[Opening DATASET EXCERPTS section]
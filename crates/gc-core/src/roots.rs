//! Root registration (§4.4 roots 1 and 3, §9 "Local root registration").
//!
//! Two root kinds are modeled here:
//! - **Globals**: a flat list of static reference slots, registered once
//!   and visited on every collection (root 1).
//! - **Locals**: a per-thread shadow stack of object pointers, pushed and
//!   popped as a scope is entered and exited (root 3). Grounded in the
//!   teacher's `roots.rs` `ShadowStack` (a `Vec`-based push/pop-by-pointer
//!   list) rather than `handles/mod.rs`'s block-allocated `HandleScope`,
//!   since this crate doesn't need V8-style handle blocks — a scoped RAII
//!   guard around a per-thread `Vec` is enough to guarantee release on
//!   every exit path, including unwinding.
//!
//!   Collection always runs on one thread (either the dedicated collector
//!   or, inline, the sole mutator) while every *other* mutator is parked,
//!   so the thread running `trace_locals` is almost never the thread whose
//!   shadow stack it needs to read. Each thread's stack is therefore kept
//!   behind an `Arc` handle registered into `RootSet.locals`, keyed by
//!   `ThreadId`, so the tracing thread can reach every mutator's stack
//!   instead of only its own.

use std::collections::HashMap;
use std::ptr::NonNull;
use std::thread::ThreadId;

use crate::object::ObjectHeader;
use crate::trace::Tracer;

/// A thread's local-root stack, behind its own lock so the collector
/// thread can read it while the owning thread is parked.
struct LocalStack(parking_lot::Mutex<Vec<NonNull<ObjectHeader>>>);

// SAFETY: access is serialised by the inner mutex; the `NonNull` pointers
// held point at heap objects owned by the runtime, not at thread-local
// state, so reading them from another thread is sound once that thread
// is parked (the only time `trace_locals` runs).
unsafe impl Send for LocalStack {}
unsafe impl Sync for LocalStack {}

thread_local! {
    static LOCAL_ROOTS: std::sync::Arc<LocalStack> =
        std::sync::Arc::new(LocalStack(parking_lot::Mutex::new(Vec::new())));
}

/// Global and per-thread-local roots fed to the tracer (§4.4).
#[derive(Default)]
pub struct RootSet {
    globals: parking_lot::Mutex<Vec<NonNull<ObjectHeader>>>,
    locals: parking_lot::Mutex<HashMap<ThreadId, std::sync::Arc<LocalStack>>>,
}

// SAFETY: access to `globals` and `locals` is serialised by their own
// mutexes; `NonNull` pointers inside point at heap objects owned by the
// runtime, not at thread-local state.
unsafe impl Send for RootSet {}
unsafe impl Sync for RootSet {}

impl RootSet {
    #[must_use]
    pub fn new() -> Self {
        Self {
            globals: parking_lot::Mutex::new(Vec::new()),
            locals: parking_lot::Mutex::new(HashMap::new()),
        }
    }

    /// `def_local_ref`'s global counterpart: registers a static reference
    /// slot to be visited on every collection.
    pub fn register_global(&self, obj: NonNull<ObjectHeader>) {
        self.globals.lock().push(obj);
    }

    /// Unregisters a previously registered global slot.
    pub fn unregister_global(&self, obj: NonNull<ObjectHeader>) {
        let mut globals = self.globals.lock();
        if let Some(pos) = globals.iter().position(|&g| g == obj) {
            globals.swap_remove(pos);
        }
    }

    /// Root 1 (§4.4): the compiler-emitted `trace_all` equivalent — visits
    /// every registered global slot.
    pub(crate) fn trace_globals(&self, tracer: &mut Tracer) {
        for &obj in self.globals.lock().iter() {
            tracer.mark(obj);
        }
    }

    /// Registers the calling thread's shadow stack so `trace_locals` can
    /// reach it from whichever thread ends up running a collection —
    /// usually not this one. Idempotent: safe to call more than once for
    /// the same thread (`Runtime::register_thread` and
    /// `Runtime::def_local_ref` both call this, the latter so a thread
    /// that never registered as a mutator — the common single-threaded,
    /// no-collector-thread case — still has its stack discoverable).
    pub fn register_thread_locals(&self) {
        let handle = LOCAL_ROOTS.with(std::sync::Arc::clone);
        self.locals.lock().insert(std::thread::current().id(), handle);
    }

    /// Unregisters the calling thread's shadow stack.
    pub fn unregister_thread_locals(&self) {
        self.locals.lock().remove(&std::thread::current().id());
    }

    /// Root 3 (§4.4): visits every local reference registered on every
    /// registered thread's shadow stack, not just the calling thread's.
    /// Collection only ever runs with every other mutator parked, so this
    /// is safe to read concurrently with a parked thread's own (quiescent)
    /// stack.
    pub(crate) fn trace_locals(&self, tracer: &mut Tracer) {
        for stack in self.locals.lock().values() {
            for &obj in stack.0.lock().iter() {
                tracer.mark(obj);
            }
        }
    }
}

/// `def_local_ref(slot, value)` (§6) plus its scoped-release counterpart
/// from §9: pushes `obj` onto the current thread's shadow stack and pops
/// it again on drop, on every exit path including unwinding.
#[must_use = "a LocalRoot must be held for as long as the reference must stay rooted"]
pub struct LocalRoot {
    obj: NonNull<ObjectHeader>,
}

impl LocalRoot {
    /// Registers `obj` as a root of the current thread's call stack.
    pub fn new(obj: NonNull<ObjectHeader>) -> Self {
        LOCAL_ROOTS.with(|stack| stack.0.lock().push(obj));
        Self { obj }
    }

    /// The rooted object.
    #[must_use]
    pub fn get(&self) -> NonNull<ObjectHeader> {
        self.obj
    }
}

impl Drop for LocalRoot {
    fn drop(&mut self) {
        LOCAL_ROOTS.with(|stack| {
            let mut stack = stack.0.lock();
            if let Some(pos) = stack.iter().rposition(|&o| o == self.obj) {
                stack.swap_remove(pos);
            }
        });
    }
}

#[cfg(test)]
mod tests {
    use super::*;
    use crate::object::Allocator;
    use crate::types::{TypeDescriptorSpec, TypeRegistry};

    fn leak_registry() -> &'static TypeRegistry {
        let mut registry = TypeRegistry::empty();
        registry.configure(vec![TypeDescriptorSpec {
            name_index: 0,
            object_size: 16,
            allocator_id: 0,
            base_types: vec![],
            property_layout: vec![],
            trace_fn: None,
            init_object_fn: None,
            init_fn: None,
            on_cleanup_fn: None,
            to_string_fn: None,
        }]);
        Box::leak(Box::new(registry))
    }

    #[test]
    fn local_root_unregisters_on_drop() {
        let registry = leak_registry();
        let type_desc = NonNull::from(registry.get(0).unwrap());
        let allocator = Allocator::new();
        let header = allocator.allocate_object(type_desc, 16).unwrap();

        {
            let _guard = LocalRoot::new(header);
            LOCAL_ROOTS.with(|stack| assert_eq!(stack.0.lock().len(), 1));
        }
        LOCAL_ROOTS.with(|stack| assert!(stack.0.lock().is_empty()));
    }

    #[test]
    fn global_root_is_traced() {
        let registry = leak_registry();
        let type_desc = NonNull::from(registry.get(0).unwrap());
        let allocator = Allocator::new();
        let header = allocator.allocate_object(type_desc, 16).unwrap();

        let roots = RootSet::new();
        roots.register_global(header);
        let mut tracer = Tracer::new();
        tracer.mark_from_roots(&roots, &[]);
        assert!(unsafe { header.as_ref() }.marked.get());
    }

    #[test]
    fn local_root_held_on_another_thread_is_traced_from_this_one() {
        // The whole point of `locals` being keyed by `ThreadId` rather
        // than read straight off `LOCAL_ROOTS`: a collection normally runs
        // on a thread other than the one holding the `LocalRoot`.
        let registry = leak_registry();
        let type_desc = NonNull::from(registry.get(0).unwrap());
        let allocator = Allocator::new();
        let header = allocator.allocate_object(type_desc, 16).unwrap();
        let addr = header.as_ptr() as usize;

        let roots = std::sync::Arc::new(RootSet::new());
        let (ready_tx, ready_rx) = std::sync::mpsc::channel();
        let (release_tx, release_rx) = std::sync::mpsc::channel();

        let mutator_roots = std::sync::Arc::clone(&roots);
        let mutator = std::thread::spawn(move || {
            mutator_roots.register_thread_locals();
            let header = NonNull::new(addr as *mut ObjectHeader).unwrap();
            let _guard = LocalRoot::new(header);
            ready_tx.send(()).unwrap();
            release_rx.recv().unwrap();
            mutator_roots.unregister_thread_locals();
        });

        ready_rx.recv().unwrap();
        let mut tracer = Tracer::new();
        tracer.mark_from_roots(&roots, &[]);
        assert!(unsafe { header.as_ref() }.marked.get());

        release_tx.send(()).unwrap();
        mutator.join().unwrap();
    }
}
[Closing DATASET EXCERPTS section]
TASK DETAILS:
Every line of the data above that includes "HashMap" should be listed.

TASK OUTPUT:
use std::collections::HashMap;
    locals: parking_lot::Mutex<HashMap<ThreadId, std::sync::Arc<LocalStack>>>,
            locals: parking_lot::Mutex::new(HashMap::new()),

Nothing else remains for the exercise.